This time around instead of streaming video from Netflix I downloaded a bunch of multi-gigabyte OS ISOs from various sites simultaneously. So, the performance is better than I first thought (with the same hardware, same device driver etc.)Now, the really interesting part of the story. I restarted AOA-150 with its original hard drive and Windows XP OS, installed the device driver for the USB/Ethernet adapter, which turned to be a crappy, no-name, no signature, device driver from 2006 found on the mini-CD that it came with. With nothing connected to the native LAN adapter, I used it to connect to the internet and downloaded a bunch of files the way I tested the router configuration above.
The performance of that thing was eye popping, for almost 30mn it downloaded at the rate of 85 Megabit per second without a hiccup! (I have a 101 megabit per second internet downlink).
Even more interesting, on battery the throughput turned out to be just a little under 70 megabit per second. It went on without missing a heartbeat for more than 20mn before I had to plug in the AC again as the charge level was down to 15% (the battery is new but it was not at full charge when I started my tests, under normal use I can get more than 2 hours of continued use, like netflix video watching, etc., with pfSense as a router I can have it work on battery for 3.5 hours).So, my conclusion is that although the Ethernet/USB adapter is not a performance champion, for a cheap, no name product it's more than decent under windows as the device driver is apparently better designed and implemented. Most interestingly the device works flawlessly without dropping IP address etc. (Whether it activates some sort of power saving scheme in windows XP is unclear given how close the throughput readings are. And in either case the CPU clock frequency remains at top speed)

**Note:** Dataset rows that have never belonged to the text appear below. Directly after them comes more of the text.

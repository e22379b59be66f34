//! Planar video frames handed to tracks

use bytes::Bytes;

/// A frame in I420 layout
///
/// Cheap to clone: every track subscriber shares the same `Bytes` allocation.
#[derive(Debug, Clone, PartialEq, Eq)]
pub struct I420Frame {
    /// Width in pixels
    pub width: u32,
    /// Height in pixels
    pub height: u32,
    /// Y plane, then U, then V
    pub data: Bytes,
}

impl I420Frame {
    /// Wrap a converted buffer
    pub fn new(width: u32, height: u32, data: impl Into<Bytes>) -> Self {
        Self {
            width,
            height,
            data: data.into(),
        }
    }
}
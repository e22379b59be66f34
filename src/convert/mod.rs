//! Color conversion for video topics
//!
//! Two fallible stages turn a camera image into a frame a video track accepts:
//!
//! ```text
//! ImageMessage ──raw_to_rgba──► RgbaImage ──rgba_to_i420──► [Y | U | V]
//!  (rgb8, bgr8, ...)             (w*h*4 bytes)               (ceil(1.5*w*h) bytes)
//! ```
//!
//! The stages sit behind [`ColorConverter`] so a media listener can be driven
//! by a different codec (or a failing one, in tests).

pub mod i420;
pub mod rgba;

pub use i420::{i420_len, rgba_to_i420};
pub use rgba::raw_to_rgba;

pub use image::RgbaImage;

use crate::error::ConvertError;
use crate::message::ImageMessage;

/// Pixel format conversion used by media listeners
pub trait ColorConverter: Send + Sync + 'static {
    /// Decode a raw camera image into RGBA
    fn raw_to_rgba(&self, image: &ImageMessage) -> Result<RgbaImage, ConvertError>;

    /// Convert RGBA into I420, filling `out` which is exactly
    /// [`i420_len`] bytes for the image dimensions
    fn rgba_to_i420(&self, rgba: &RgbaImage, out: &mut [u8]) -> Result<(), ConvertError>;
}

/// Built-in converter for 8-bit RGB, BGR, RGBA, BGRA and mono images
#[derive(Debug, Clone, Copy, Default)]
pub struct StandardConverter;

impl ColorConverter for StandardConverter {
    fn raw_to_rgba(&self, image: &ImageMessage) -> Result<RgbaImage, ConvertError> {
        raw_to_rgba(image)
    }

    fn rgba_to_i420(&self, rgba: &RgbaImage, out: &mut [u8]) -> Result<(), ConvertError> {
        rgba_to_i420(rgba, out)
    }
}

Under pfSense (and probably FreeBSD alone) the same hardware exhibits a far worse performance and loses its dynamic IP address after a while.Now, having done device level programming in a previous life (Unix System V v2.2 and Windows NT) I know that the challenge of implementing device driver software on these two platforms is equal-weight. So, I guess I am having a bit of trouble to understand why those Ethernet/USB adapters are not better supported on BSD.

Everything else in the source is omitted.